> REQUIREMENT
Go through the data line by line. Copy each one holding the string "header".

(Stored dataset items)

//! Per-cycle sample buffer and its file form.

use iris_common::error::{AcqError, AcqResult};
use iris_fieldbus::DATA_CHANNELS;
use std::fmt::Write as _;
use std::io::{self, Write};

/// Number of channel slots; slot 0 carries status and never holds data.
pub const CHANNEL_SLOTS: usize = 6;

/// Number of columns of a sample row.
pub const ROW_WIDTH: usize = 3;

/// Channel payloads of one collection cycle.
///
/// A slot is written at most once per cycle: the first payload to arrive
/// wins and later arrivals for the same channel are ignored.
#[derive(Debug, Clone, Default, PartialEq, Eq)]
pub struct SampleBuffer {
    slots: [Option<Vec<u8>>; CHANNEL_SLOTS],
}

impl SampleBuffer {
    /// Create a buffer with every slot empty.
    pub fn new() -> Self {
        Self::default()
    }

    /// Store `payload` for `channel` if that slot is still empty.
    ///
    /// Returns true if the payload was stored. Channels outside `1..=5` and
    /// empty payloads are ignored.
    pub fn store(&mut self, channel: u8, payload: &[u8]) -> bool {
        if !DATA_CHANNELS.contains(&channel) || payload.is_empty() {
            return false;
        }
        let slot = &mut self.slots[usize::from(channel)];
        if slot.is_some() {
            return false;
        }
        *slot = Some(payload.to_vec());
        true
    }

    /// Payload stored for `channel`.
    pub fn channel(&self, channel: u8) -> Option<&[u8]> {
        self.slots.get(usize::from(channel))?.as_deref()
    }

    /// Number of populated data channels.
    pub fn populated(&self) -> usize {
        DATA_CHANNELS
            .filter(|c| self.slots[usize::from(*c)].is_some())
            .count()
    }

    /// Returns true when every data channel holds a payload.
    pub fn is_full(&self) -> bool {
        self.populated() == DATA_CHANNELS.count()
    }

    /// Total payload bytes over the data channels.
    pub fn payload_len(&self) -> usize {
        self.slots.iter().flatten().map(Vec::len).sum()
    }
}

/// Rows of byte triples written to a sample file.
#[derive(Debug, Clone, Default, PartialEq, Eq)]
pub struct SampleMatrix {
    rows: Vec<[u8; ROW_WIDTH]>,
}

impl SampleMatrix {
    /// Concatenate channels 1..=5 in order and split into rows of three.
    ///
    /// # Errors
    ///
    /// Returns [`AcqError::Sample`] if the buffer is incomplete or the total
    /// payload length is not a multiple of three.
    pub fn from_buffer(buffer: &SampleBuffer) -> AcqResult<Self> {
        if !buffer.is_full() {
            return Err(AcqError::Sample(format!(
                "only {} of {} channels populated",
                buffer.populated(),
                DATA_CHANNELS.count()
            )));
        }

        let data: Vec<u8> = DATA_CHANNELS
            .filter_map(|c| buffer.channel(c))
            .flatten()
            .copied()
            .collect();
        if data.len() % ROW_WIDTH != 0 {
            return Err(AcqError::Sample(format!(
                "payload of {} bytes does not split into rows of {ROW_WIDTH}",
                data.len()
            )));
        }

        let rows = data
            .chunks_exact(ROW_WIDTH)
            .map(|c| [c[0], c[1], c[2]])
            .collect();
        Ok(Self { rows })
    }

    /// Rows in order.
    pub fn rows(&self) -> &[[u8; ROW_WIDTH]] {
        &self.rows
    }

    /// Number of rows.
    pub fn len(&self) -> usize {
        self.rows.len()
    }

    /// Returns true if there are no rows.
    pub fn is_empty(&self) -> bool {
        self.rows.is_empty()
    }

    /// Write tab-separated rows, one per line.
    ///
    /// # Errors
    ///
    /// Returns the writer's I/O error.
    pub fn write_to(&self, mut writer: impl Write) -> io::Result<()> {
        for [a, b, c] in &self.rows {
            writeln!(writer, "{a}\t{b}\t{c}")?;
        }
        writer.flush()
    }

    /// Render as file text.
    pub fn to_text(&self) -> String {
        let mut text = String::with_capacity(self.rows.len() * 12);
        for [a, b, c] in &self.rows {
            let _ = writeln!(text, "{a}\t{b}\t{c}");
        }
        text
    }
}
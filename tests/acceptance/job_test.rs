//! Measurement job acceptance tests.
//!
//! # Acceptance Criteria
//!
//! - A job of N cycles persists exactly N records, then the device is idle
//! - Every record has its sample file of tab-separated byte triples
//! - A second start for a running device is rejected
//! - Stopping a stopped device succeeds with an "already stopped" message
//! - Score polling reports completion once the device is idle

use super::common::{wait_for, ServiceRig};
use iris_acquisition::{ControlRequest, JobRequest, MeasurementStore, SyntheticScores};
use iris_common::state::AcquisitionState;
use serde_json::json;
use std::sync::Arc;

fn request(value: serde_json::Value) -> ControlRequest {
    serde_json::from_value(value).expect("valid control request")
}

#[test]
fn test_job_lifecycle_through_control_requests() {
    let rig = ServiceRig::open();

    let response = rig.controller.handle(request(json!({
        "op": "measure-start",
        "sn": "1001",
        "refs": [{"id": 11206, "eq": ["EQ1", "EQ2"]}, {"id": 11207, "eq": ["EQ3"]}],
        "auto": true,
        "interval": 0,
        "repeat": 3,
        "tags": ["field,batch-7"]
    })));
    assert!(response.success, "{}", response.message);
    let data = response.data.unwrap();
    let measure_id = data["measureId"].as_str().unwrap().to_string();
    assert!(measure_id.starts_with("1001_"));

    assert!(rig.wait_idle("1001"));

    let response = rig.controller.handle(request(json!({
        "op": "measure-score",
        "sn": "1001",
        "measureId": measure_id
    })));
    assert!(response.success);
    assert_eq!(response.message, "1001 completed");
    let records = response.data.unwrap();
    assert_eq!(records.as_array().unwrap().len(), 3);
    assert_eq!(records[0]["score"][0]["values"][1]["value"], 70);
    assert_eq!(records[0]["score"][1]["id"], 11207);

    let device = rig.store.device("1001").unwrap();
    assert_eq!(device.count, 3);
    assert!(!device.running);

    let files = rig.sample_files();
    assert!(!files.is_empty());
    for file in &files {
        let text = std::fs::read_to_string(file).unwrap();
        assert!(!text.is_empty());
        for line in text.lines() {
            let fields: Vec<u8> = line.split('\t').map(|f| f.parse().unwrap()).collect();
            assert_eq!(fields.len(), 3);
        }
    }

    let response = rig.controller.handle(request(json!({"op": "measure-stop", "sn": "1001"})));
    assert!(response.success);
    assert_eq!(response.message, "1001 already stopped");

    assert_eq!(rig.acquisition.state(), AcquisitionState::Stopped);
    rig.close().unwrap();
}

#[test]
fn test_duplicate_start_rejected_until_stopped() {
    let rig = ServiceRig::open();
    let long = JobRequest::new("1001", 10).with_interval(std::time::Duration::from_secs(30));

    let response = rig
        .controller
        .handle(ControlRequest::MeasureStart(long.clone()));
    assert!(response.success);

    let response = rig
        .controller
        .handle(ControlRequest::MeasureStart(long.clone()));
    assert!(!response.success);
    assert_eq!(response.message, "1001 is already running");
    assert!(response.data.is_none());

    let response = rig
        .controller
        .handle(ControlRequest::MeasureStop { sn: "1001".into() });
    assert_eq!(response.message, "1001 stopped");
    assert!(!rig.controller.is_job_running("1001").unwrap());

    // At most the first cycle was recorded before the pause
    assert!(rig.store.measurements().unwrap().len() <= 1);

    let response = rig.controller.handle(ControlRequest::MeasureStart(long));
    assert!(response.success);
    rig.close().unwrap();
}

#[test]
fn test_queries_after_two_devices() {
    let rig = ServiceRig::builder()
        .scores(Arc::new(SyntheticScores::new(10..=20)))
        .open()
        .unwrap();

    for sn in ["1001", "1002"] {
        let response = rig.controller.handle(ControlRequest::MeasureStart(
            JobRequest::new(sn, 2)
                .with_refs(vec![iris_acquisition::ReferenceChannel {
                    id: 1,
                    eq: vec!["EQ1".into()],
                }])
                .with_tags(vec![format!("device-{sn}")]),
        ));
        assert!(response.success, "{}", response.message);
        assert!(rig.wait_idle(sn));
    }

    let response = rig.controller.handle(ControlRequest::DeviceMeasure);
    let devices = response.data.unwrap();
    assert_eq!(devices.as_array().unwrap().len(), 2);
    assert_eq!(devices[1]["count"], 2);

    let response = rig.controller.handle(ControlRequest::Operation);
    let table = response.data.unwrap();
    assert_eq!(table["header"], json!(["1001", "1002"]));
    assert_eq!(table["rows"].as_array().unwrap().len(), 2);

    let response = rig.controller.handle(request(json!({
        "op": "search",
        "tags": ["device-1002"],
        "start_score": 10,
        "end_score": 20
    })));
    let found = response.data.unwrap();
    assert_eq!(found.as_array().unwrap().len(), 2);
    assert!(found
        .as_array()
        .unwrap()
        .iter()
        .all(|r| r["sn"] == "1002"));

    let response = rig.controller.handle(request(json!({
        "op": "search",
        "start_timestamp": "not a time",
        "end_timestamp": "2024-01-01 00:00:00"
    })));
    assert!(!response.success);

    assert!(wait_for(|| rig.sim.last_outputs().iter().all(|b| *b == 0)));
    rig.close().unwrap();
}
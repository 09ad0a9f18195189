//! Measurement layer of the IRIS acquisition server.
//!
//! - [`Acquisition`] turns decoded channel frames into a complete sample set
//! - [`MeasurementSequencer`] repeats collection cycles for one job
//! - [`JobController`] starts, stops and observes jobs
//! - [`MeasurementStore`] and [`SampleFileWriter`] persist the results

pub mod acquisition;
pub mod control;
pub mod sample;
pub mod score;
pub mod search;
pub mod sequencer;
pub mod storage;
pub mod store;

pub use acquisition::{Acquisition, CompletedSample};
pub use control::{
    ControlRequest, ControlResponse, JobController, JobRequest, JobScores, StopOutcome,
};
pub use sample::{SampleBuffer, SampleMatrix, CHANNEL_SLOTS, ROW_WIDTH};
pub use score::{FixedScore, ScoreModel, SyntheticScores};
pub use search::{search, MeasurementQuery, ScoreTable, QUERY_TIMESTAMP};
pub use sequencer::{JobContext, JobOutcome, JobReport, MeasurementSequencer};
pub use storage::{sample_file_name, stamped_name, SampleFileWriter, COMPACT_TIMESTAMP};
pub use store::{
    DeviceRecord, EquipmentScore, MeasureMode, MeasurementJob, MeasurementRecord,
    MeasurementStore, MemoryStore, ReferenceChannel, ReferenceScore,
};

--

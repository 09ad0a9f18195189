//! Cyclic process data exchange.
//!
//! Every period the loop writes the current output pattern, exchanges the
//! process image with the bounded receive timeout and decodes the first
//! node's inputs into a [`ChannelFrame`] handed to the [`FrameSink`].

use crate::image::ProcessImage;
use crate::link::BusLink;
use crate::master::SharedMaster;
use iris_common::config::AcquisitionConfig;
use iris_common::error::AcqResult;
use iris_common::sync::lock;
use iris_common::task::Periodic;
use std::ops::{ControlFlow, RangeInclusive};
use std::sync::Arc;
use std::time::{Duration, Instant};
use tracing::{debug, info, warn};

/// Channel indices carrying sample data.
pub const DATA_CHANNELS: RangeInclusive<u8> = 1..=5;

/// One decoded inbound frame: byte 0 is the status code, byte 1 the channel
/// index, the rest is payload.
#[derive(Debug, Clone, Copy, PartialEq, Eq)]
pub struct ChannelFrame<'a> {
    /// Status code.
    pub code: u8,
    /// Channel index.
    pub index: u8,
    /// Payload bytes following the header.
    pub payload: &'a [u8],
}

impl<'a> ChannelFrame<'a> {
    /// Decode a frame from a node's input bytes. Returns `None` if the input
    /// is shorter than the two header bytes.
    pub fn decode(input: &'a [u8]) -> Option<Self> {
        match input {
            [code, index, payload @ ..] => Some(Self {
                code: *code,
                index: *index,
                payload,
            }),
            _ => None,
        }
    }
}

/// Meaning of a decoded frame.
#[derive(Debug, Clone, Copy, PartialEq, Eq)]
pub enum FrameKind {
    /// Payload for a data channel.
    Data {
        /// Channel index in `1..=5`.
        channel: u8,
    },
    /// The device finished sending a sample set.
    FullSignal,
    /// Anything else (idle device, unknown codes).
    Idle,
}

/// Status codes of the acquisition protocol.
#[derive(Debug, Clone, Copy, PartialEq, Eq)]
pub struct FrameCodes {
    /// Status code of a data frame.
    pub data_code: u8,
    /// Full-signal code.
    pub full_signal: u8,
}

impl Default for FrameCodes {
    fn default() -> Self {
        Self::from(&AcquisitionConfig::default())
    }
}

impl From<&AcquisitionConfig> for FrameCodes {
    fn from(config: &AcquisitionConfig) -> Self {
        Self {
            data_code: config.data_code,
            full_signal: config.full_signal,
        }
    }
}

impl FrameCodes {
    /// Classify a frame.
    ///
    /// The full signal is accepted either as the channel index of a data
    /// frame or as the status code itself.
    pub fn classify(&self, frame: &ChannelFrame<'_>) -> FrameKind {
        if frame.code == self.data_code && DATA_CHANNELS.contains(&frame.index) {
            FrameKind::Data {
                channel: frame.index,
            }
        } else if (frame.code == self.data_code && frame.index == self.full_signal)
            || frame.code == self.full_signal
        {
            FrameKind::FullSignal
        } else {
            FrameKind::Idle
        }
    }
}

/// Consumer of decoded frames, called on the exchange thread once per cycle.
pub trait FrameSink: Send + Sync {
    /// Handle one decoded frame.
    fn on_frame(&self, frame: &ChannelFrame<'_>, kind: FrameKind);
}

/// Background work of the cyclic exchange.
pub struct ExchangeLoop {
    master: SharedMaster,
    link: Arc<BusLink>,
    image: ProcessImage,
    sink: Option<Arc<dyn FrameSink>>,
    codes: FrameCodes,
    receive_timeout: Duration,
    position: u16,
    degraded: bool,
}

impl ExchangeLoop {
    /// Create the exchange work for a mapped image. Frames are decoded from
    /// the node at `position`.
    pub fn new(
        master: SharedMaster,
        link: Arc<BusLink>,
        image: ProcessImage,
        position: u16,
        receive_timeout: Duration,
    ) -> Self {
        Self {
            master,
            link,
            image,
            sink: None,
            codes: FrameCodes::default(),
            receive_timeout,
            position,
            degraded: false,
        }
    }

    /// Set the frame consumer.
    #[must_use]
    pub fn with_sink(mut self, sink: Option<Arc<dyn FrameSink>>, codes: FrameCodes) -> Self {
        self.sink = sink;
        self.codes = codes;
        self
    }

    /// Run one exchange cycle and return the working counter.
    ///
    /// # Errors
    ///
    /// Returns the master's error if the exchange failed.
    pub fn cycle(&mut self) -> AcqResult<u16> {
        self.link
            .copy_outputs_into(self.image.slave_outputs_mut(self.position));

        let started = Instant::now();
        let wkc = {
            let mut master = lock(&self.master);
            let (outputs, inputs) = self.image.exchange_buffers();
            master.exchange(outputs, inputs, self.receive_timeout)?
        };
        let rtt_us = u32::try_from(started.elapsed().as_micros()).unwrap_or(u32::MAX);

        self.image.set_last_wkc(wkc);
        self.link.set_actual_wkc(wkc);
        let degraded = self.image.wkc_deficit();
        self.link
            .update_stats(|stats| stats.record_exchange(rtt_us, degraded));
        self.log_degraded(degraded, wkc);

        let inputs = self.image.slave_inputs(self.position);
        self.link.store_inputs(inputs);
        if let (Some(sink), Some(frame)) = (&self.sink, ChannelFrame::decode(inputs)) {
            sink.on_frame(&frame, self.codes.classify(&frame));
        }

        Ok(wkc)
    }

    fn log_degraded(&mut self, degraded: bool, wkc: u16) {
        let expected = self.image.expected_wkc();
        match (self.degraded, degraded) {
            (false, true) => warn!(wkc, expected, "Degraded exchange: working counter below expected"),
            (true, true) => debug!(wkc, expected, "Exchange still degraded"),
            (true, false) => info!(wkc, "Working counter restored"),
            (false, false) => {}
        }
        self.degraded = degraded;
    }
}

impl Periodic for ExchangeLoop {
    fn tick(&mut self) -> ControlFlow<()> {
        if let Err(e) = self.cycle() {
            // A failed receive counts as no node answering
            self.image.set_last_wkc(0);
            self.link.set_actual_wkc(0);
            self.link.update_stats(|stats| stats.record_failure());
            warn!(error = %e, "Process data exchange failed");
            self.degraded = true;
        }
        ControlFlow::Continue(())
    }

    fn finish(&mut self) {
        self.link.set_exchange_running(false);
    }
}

> OUTPUT FOR THIS EXERCISE
    assert_eq!(table["header"], json!(["1001", "1002"]));
    /// Payload bytes following the header.
    /// is shorter than the two header bytes.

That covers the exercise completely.